Work to be completed:
Line count for the string "iter" in the records below: report that figure and nothing else.

Data for review below:

//! Ready-made in-memory keyspace handlers.
//!
//! Enough string and list commands to drive a client through realistic
//! scenarios without writing handlers by hand. Values live in a single
//! mutex-guarded map; there is no expiry.

use crate::connection::Connection;
use crate::server::StubServer;
use bytes::Bytes;
use parking_lot::Mutex;
use std::collections::{HashMap, VecDeque};
use std::sync::Arc;

const WRONGTYPE: &str = "WRONGTYPE Operation against a key holding the wrong kind of value";
const NOT_AN_INTEGER: &str = "ERR value is not an integer or out of range";
const OVERFLOW: &str = "ERR increment or decrement would overflow";
const DECREMENT_OVERFLOW: &str = "ERR decrement would overflow";

#[derive(Debug, Clone, PartialEq, Eq)]
enum Value {
    String(Bytes),
    List(VecDeque<Bytes>),
}

/// Shared state behind the fixture handlers. Keys and values are raw bytes.
#[derive(Debug, Default)]
pub struct Keyspace {
    entries: Mutex<HashMap<Bytes, Value>>,
}

impl Keyspace {
    pub fn new() -> Self {
        Self::default()
    }

    pub fn len(&self) -> usize {
        self.entries.lock().len()
    }

    pub fn is_empty(&self) -> bool {
        self.entries.lock().is_empty()
    }

    /// Seed or inspect string values directly from a test.
    pub fn set_string(&self, key: impl AsRef<[u8]>, value: impl AsRef<[u8]>) {
        self.entries.lock().insert(
            Bytes::copy_from_slice(key.as_ref()),
            Value::String(Bytes::copy_from_slice(value.as_ref())),
        );
    }

    pub fn get_string(&self, key: impl AsRef<[u8]>) -> Option<Bytes> {
        match self.entries.lock().get(key.as_ref()) {
            Some(Value::String(s)) => Some(s.clone()),
            _ => None,
        }
    }

    pub fn list(&self, key: impl AsRef<[u8]>) -> Option<Vec<Bytes>> {
        match self.entries.lock().get(key.as_ref()) {
            Some(Value::List(items)) => Some(items.iter().cloned().collect()),
            _ => None,
        }
    }
}

type Route = fn(&Keyspace, &Connection, &[Bytes]);

/// Register the keyspace commands on `server`, all sharing `keyspace`.
pub fn install(server: &StubServer, keyspace: Arc<Keyspace>) {
    let routes: [(&str, Route); 17] = [
        ("SET", set),
        ("GET", get),
        ("GETSET", getset),
        ("GETDEL", getdel),
        ("DEL", del),
        ("EXISTS", exists),
        ("INCR", |ks, conn, args| incr_by(ks, conn, "incr", args, Some(1))),
        ("DECR", |ks, conn, args| incr_by(ks, conn, "decr", args, Some(-1))),
        ("INCRBY", |ks, conn, args| incr_by(ks, conn, "incrby", args, None)),
        ("DECRBY", decrby),
        ("LPUSH", |ks, conn, args| push(ks, conn, "lpush", args, true)),
        ("RPUSH", |ks, conn, args| push(ks, conn, "rpush", args, false)),
        ("LPOP", |ks, conn, args| pop(ks, conn, "lpop", args, true)),
        ("RPOP", |ks, conn, args| pop(ks, conn, "rpop", args, false)),
        ("LLEN", llen),
        ("LRANGE", lrange),
        ("LINDEX", lindex),
    ];

    for (name, route) in routes {
        let keyspace = Arc::clone(&keyspace);
        server.register(name, move |conn, args| route(&keyspace, conn, args));
    }
    tracing::debug!("keyspace fixtures installed");
}

fn arity_error(conn: &Connection, command: &str) {
    conn.write_error(format!(
        "ERR wrong number of arguments for '{command}' command"
    ));
}

fn set(ks: &Keyspace, conn: &Connection, args: &[Bytes]) {
    // Options such as EX/NX are accepted and ignored.
    let [key, value, ..] = args else {
        return arity_error(conn, "set");
    };
    ks.set_string(key, value);
    conn.write_ok();
}

fn get(ks: &Keyspace, conn: &Connection, args: &[Bytes]) {
    let [key] = args else {
        return arity_error(conn, "get");
    };
    match ks.entries.lock().get(key) {
        Some(Value::String(s)) => conn.write_bulk_string(s),
        Some(Value::List(_)) => conn.write_error(WRONGTYPE),
        None => conn.write_null(),
    }
}

fn getset(ks: &Keyspace, conn: &Connection, args: &[Bytes]) {
    let [key, value] = args else {
        return arity_error(conn, "getset");
    };
    let mut entries = ks.entries.lock();
    match entries.get(key) {
        Some(Value::List(_)) => return conn.write_error(WRONGTYPE),
        Some(Value::String(old)) => conn.write_bulk_string(old),
        None => conn.write_null(),
    }
    entries.insert(key.clone(), Value::String(value.clone()));
}

fn getdel(ks: &Keyspace, conn: &Connection, args: &[Bytes]) {
    let [key] = args else {
        return arity_error(conn, "getdel");
    };
    let mut entries = ks.entries.lock();
    match entries.remove(key) {
        Some(Value::String(old)) => conn.write_bulk_string(old),
        Some(list) => {
            entries.insert(key.clone(), list);
            conn.write_error(WRONGTYPE);
        }
        None => conn.write_null(),
    }
}

fn del(ks: &Keyspace, conn: &Connection, args: &[Bytes]) {
    if args.is_empty() {
        return arity_error(conn, "del");
    }
    let mut entries = ks.entries.lock();
    let removed = args.iter().filter(|k| entries.remove(*k).is_some()).count();
    conn.write_integer(removed as i64);
}

fn exists(ks: &Keyspace, conn: &Connection, args: &[Bytes]) {
    if args.is_empty() {
        return arity_error(conn, "exists");
    }
    let entries = ks.entries.lock();
    // Repeated keys count once per mention, as in Redis.
    let found = args.iter().filter(|k| entries.contains_key(*k)).count();
    conn.write_integer(found as i64);
}

fn decrby(ks: &Keyspace, conn: &Connection, args: &[Bytes]) {
    let [key, delta] = args else {
        return arity_error(conn, "decrby");
    };
    let Some(delta) = parse_i64(delta) else {
        return conn.write_error(NOT_AN_INTEGER);
    };
    match delta.checked_neg() {
        Some(delta) => apply_delta(ks, conn, key, delta),
        None => conn.write_error(DECREMENT_OVERFLOW),
    }
}

/// INCR/DECR pass a fixed `delta`; INCRBY reads it from the second argument.
fn incr_by(ks: &Keyspace, conn: &Connection, command: &str, args: &[Bytes], delta: Option<i64>) {
    let (key, delta) = match (args, delta) {
        ([key], Some(delta)) => (key, Some(delta)),
        ([key, raw], None) => (key, parse_i64(raw)),
        _ => return arity_error(conn, command),
    };
    match delta {
        Some(delta) => apply_delta(ks, conn, key, delta),
        None => conn.write_error(NOT_AN_INTEGER),
    }
}

fn apply_delta(ks: &Keyspace, conn: &Connection, key: &Bytes, delta: i64) {
    let mut entries = ks.entries.lock();
    let current = match entries.get(key) {
        Some(Value::String(s)) => match parse_i64(s) {
            Some(n) => n,
            None => return conn.write_error(NOT_AN_INTEGER),
        },
        Some(Value::List(_)) => return conn.write_error(WRONGTYPE),
        None => 0,
    };
    let Some(next) = current.checked_add(delta) else {
        return conn.write_error(OVERFLOW);
    };
    entries.insert(key.clone(), Value::String(Bytes::from(next.to_string())));
    conn.write_integer(next);
}

fn push(ks: &Keyspace, conn: &Connection, command: &str, args: &[Bytes], front: bool) {
    let [key, values @ ..] = args else {
        return arity_error(conn, command);
    };
    if values.is_empty() {
        return arity_error(conn, command);
    }

    let mut entries = ks.entries.lock();
    let entry = entries
        .entry(key.clone())
        .or_insert_with(|| Value::List(VecDeque::new()));
    let Value::List(items) = entry else {
        return conn.write_error(WRONGTYPE);
    };
    for value in values {
        if front {
            items.push_front(value.clone());
        } else {
            items.push_back(value.clone());
        }
    }
    conn.write_integer(items.len() as i64);
}

fn pop(ks: &Keyspace, conn: &Connection, command: &str, args: &[Bytes], front: bool) {
    let [key] = args else {
        return arity_error(conn, command);
    };
    let mut entries = ks.entries.lock();
    let Some(Value::List(items)) = entries.get_mut(key) else {
        if entries.contains_key(key) {
            return conn.write_error(WRONGTYPE);
        }
        return conn.write_null();
    };
    let popped = if front {
        items.pop_front()
    } else {
        items.pop_back()
    };
    let now_empty = items.is_empty();
    match popped {
        Some(value) => conn.write_bulk_string(value),
        None => conn.write_null(),
    }
    if now_empty {
        entries.remove(key);
    }
}

fn llen(ks: &Keyspace, conn: &Connection, args: &[Bytes]) {
    let [key] = args else {
        return arity_error(conn, "llen");
    };
    match ks.entries.lock().get(key) {
        Some(Value::List(items)) => conn.write_integer(items.len() as i64),
        Some(Value::String(_)) => conn.write_error(WRONGTYPE),
        None => conn.write_integer(0),
    }
}

fn lrange(ks: &Keyspace, conn: &Connection, args: &[Bytes]) {
    let [key, start, stop] = args else {
        return arity_error(conn, "lrange");
    };
    let (Some(start), Some(stop)) = (parse_i64(start), parse_i64(stop)) else {
        return conn.write_error(NOT_AN_INTEGER);
    };

    let entries = ks.entries.lock();
    let items = match entries.get(key) {
        Some(Value::List(items)) => items,
        Some(Value::String(_)) => return conn.write_error(WRONGTYPE),
        None => return conn.write_array::<Bytes>(&[]),
    };
    match resolve_range(items.len(), start, stop) {
        Some((from, to)) => {
            let slice: Vec<&Bytes> = items.range(from..=to).collect();
            conn.write_array(&slice);
        }
        None => conn.write_array::<Bytes>(&[]),
    }
}

fn lindex(ks: &Keyspace, conn: &Connection, args: &[Bytes]) {
    let [key, index] = args else {
        return arity_error(conn, "lindex");
    };
    let Some(index) = parse_i64(index) else {
        return conn.write_error(NOT_AN_INTEGER);
    };

    let entries = ks.entries.lock();
    let item = match entries.get(key) {
        Some(Value::List(items)) => resolve_index(items.len(), index).and_then(|i| items.get(i)),
        Some(Value::String(_)) => return conn.write_error(WRONGTYPE),
        None => None,
    };
    match item {
        Some(value) => conn.write_bulk_string(value),
        None => conn.write_null(),
    }
}

/// Integer argument in the form Redis accepts: optional sign, decimal digits.
fn parse_i64(raw: &[u8]) -> Option<i64> {
    std::str::from_utf8(raw).ok()?.parse().ok()
}

/// Redis LRANGE semantics: negative offsets count from the tail, the start is
/// clamped to 0 and the stop to the last element. `None` means an empty range.
fn resolve_range(len: usize, start: i64, stop: i64) -> Option<(usize, usize)> {
    let len = len as i64;
    let start = if start < 0 { (len + start).max(0) } else { start };
    let stop = if stop < 0 { len + stop } else { stop.min(len - 1) };
    if start > stop || start >= len {
        return None;
    }
    Some((start as usize, stop as usize))
}

fn resolve_index(len: usize, index: i64) -> Option<usize> {
    let len = len as i64;
    let index = if index < 0 { len + index } else { index };
    (0..len).contains(&index).then_some(index as usize)
}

End of Data for review.

Answer box:
3